After great openings days on Tuesday, both "Les Miserables" and "Django Unchained" fell 33% on Wednesday, with the result that the order of the top three films shifted from Christmas Day. "The Hobbit," up slightly from Tuesday, edged out "Django" by a clear margin, while falling about $1 million behind "Les Miserables." All three films though are showing great strength early in the holiday week.
The 12 days of Christmas are full of daily presents for those who watch movie box office carefully. Every day from December 25 through January 1 is a Saturday in terms of attendance and interest. But even more exciting, the results can shift day by day, as different audiences come out at certain times, and as word of mouth (more of a factor this time of year for a wider variety of movies than any other) spreads.

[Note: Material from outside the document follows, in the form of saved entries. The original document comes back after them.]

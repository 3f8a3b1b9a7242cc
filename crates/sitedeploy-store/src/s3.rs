//! S3-compatible bucket backed by the `object_store` crate.

use std::sync::Arc;

use async_trait::async_trait;
use futures::TryStreamExt;
use object_store::aws::AmazonS3Builder;
use object_store::path::Path as ObjectPath;
use object_store::{Attribute, Attributes, ObjectStore, PutOptions, PutPayload};

use crate::error::StorageError;
use crate::storage_traits::{validate_key, BlobStore, ObjectAttributes, StorageResult};

/// A bucket on AWS S3, MinIO, or any other `object_store` backend.
#[derive(Debug, Clone)]
pub struct S3BlobStore {
    inner: Arc<dyn ObjectStore>,
}

impl S3BlobStore {
    /// Connect to an S3-compatible endpoint and verify the bucket exists.
    pub async fn connect(
        endpoint: &str,
        access_key: &str,
        secret_key: &str,
        bucket: &str,
        region: Option<&str>,
    ) -> StorageResult<Self> {
        let builder = AmazonS3Builder::new()
            .with_endpoint(endpoint)
            .with_access_key_id(access_key)
            .with_secret_access_key(secret_key)
            .with_bucket_name(bucket)
            .with_region(region.unwrap_or("us-east-1"))
            .with_allow_http(endpoint.starts_with("http://"));

        let inner: Arc<dyn ObjectStore> = Arc::new(
            builder
                .build()
                .map_err(|e| StorageError::InvalidConfig(e.to_string()))?,
        );

        // Fail fast on a missing bucket instead of on the first upload.
        let mut stream = inner.list(None);
        match stream.try_next().await {
            Ok(_) => {}
            Err(object_store::Error::NotFound { .. }) => {
                return Err(StorageError::BucketNotFound(bucket.to_string()));
            }
            Err(e) => {
                let msg = e.to_string();
                if msg.contains("NoSuchBucket") {
                    return Err(StorageError::BucketNotFound(bucket.to_string()));
                }
                return Err(e.into());
            }
        }
        drop(stream);

        Ok(Self { inner })
    }

    /// Wrap an already-built `object_store` backend.
    pub fn from_object_store(inner: Arc<dyn ObjectStore>) -> Self {
        Self { inner }
    }

    fn path(key: &str) -> StorageResult<ObjectPath> {
        validate_key(key)?;
        ObjectPath::parse(key).map_err(|e| StorageError::InvalidKey {
            key: key.to_string(),
            reason: e.to_string(),
        })
    }

    fn attributes(attrs: &ObjectAttributes) -> Attributes {
        let mut out = Attributes::new();
        if let Some(cc) = &attrs.cache_control {
            out.insert(Attribute::CacheControl, cc.clone().into());
        }
        if let Some(ct) = &attrs.content_type {
            out.insert(Attribute::ContentType, ct.clone().into());
        }
        out
    }
}

#[async_trait]
impl BlobStore for S3BlobStore {
    async fn put(
        &self,
        key: &str,
        data: &[u8],
        attributes: &ObjectAttributes,
    ) -> StorageResult<()> {
        let path = Self::path(key)?;
        let opts = PutOptions {
            attributes: Self::attributes(attributes),
            ..Default::default()
        };
        self.inner
            .put_opts(&path, PutPayload::from(data.to_vec()), opts)
            .await?;
        Ok(())
    }

    async fn get(&self, key: &str) -> StorageResult<Vec<u8>> {
        let path = Self::path(key)?;
        let result = self.inner.get(&path).await.map_err(|e| match e {
            object_store::Error::NotFound { .. } => StorageError::NotFound {
                key: key.to_string(),
            },
            other => other.into(),
        })?;
        Ok(result.bytes().await?.to_vec())
    }

    async fn delete(&self, key: &str) -> StorageResult<()> {
        let path = Self::path(key)?;
        // S3 deletes are idempotent; other backends may report NotFound.
        match self.inner.delete(&path).await {
            Ok(()) => Ok(()),
            Err(object_store::Error::NotFound { .. }) => Ok(()),
            Err(e) => Err(e.into()),
        }
    }

    async fn list(&self, prefix: Option<&str>) -> StorageResult<Vec<String>> {
        let items: Vec<_> = self.inner.list(None).try_collect().await?;
        let mut keys: Vec<String> = items
            .into_iter()
            .map(|meta| meta.location.to_string())
            .filter(|k| prefix.map_or(true, |p| k.starts_with(p)))
            .collect();
        keys.sort();
        Ok(keys)
    }

    async fn contains(&self, key: &str) -> StorageResult<bool> {
        let path = Self::path(key)?;
        match self.inner.head(&path).await {
            Ok(_) => Ok(true),
            Err(object_store::Error::NotFound { .. }) => Ok(false),
            Err(e) => Err(e.into()),
        }
    }
}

The top three films all are performing very well, but beyond them, weakness is apparent. The top ten films yesterday grossed around 25% less than last year, due to two factors - the lack of spark among the rest of the recent openings and weather problems in the eastern half of the country that cut into outside activities. The two-day figures for 2011 and 2012 are much closer (this year down about 7% tentatively), with 12/25 this year up from 2011.
Most years, the day after Christmas sees an increase in gross from the holiday, particularly for kids' films (which often see a huge jump). Those that open on 12/25 usually fall, since they get a boost from core fans anxious to see them opening day. That seems to have been the case this year for "Les Miserables" and "Django." Both scored huge numbers on Tuesday, then both fell 33%. But most of the top ten fell, reinforcing the point that this year weather took its toll yesterday. (Only "The Hobbit" "Monsters Inc 3D" and "Rise of the Guardians" -- the most family-friendly titles -- among the top ten rose yesterday).
So the real story is in comparing the falls while taking into account comparisons to other years, keeping in mind the weather impact. Among Christmas Day openings, "War Horse" fell 7% last year, while most other films went up on 12/26 - a normal pattern. In 2009, "Sherlock Holmes," the record holder for a Christmas Day opening at $24 million, fell 11% its second day. "It's Complicated," also 2009, actually went up 17%.
The patterns this year seem to be similar to most years. "Parental Guidance," also opening on Tuesday, fell 32%. Three other new films from last week - "Jack Reacher," "This Is 40" and "The Guilt Trip" - fell between a quarter and a third, less than the openers. Among the other non-family holdovers, "Lincoln" stood out, falling only 7%.
What this tells us so far among the hottest new titles is that both "Les Miserables" and "Django Unchained" remain very strong, but that "The Hobbit" is also showing strength beyond what was indicated from last weekend's big drop. (It also of course benefits from higher average ticket prices because of 3D and other surcharges.) But the other wide openings all look weak, and this Christmas is showing warning signs of a disappointing end to an uneven year.
Among more limited films not in the top ten, Weinstein's expansion of "Silver Lining Playbook" (theater count doubled to 745) grossed about $2 million for the two days (total now over $22 million). "Zero Dark Thirty" (Sony) is up to $956,000 in its first eight days, holding very well despite losing screens and multiple showtimes at its five prime theaters.